▸ Activity:
From first line to last, give the material again unchanged.

START Data for this task

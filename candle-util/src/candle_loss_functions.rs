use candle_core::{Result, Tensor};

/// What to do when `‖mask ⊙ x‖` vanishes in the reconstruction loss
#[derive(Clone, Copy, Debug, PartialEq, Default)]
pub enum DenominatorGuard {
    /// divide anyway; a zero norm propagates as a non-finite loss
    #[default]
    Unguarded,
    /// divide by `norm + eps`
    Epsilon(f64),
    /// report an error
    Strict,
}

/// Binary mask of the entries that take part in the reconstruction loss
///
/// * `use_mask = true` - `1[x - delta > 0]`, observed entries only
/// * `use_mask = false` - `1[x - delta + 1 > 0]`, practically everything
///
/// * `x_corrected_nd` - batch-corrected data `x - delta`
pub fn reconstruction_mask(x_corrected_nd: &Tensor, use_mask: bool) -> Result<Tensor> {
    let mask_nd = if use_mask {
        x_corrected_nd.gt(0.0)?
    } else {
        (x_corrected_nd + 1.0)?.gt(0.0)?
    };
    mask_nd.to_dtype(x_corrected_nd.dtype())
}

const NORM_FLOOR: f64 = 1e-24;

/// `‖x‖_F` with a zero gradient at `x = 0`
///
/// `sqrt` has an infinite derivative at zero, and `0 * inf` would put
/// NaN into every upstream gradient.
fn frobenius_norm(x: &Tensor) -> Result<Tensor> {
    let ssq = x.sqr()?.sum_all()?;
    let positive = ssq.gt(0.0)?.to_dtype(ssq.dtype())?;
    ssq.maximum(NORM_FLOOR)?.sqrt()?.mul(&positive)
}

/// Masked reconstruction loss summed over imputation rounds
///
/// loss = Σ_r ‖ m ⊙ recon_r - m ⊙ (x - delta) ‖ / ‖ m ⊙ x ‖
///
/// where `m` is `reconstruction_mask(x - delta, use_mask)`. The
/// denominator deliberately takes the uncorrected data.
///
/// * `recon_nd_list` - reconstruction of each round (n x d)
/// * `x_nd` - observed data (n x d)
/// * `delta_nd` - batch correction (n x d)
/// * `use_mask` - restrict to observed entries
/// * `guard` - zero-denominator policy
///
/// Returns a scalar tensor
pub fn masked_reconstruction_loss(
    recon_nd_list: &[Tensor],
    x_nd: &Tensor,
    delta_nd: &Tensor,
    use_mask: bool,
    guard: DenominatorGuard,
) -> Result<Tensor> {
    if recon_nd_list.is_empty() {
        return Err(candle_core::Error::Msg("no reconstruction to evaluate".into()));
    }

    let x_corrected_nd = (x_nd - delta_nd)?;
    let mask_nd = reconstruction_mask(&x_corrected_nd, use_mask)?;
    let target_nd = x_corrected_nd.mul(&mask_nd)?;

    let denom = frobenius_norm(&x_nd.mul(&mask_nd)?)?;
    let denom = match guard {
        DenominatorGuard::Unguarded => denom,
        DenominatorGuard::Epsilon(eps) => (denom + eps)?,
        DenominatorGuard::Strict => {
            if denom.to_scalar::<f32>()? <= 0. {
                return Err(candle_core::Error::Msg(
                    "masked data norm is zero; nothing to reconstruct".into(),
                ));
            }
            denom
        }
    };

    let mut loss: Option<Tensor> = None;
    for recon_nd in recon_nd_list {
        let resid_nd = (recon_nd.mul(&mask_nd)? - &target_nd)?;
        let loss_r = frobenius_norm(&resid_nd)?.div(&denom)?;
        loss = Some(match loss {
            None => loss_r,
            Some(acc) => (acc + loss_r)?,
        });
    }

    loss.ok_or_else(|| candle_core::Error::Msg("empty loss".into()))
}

END Data for this task

▸ Result:
filename candle-util/src/candle_loss_functions.rs
use candle_core::{Result, Tensor};

/// What to do when `‖mask ⊙ x‖` vanishes in the reconstruction loss
#[derive(Clone, Copy, Debug, PartialEq, Default)]
pub enum DenominatorGuard {
    /// divide anyway; a zero norm propagates as a non-finite loss
    #[default]
    Unguarded,
    /// divide by `norm + eps`
    Epsilon(f64),
    /// report an error
    Strict,
}

/// Binary mask of the entries that take part in the reconstruction loss
///
/// * `use_mask = true` - `1[x - delta > 0]`, observed entries only
/// * `use_mask = false` - `1[x - delta + 1 > 0]`, practically everything
///
/// * `x_corrected_nd` - batch-corrected data `x - delta`
pub fn reconstruction_mask(x_corrected_nd: &Tensor, use_mask: bool) -> Result<Tensor> {
    let mask_nd = if use_mask {
        x_corrected_nd.gt(0.0)?
    } else {
        (x_corrected_nd + 1.0)?.gt(0.0)?
    };
    mask_nd.to_dtype(x_corrected_nd.dtype())
}

const NORM_FLOOR: f64 = 1e-24;

/// `‖x‖_F` with a zero gradient at `x = 0`
///
/// `sqrt` has an infinite derivative at zero, and `0 * inf` would put
/// NaN into every upstream gradient.
fn frobenius_norm(x: &Tensor) -> Result<Tensor> {
    let ssq = x.sqr()?.sum_all()?;
    let positive = ssq.gt(0.0)?.to_dtype(ssq.dtype())?;
    ssq.maximum(NORM_FLOOR)?.sqrt()?.mul(&positive)
}

/// Masked reconstruction loss summed over imputation rounds
///
/// loss = Σ_r ‖ m ⊙ recon_r - m ⊙ (x - delta) ‖ / ‖ m ⊙ x ‖
///
/// where `m` is `reconstruction_mask(x - delta, use_mask)`. The
/// denominator deliberately takes the uncorrected data.
///
/// * `recon_nd_list` - reconstruction of each round (n x d)
/// * `x_nd` - observed data (n x d)
/// * `delta_nd` - batch correction (n x d)
/// * `use_mask` - restrict to observed entries
/// * `guard` - zero-denominator policy
///
/// Returns a scalar tensor
pub fn masked_reconstruction_loss(
    recon_nd_list: &[Tensor],
    x_nd: &Tensor,
    delta_nd: &Tensor,
    use_mask: bool,
    guard: DenominatorGuard,
) -> Result<Tensor> {
    if recon_nd_list.is_empty() {
        return Err(candle_core::Error::Msg("no reconstruction to evaluate".into()));
    }

    let x_corrected_nd = (x_nd - delta_nd)?;
    let mask_nd = reconstruction_mask(&x_corrected_nd, use_mask)?;
    let target_nd = x_corrected_nd.mul(&mask_nd)?;

    let denom = frobenius_norm(&x_nd.mul(&mask_nd)?)?;
    let denom = match guard {
        DenominatorGuard::Unguarded => denom,
        DenominatorGuard::Epsilon(eps) => (denom + eps)?,
        DenominatorGuard::Strict => {
            if denom.to_scalar::<f32>()? <= 0. {
                return Err(candle_core::Error::Msg(
                    "masked data norm is zero; nothing to reconstruct".into(),
                ));
            }
            denom
        }
    };

    let mut loss: Option<Tensor> = None;
    for recon_nd in recon_nd_list {
        let resid_nd = (recon_nd.mul(&mask_nd)? - &target_nd)?;
        let loss_r = frobenius_norm(&resid_nd)?.div(&denom)?;
        loss = Some(match loss {
            None => loss_r,
            Some(acc) => (acc + loss_r)?,
        });
    }

    loss.ok_or_else(|| candle_core::Error::Msg("empty loss".into()))
}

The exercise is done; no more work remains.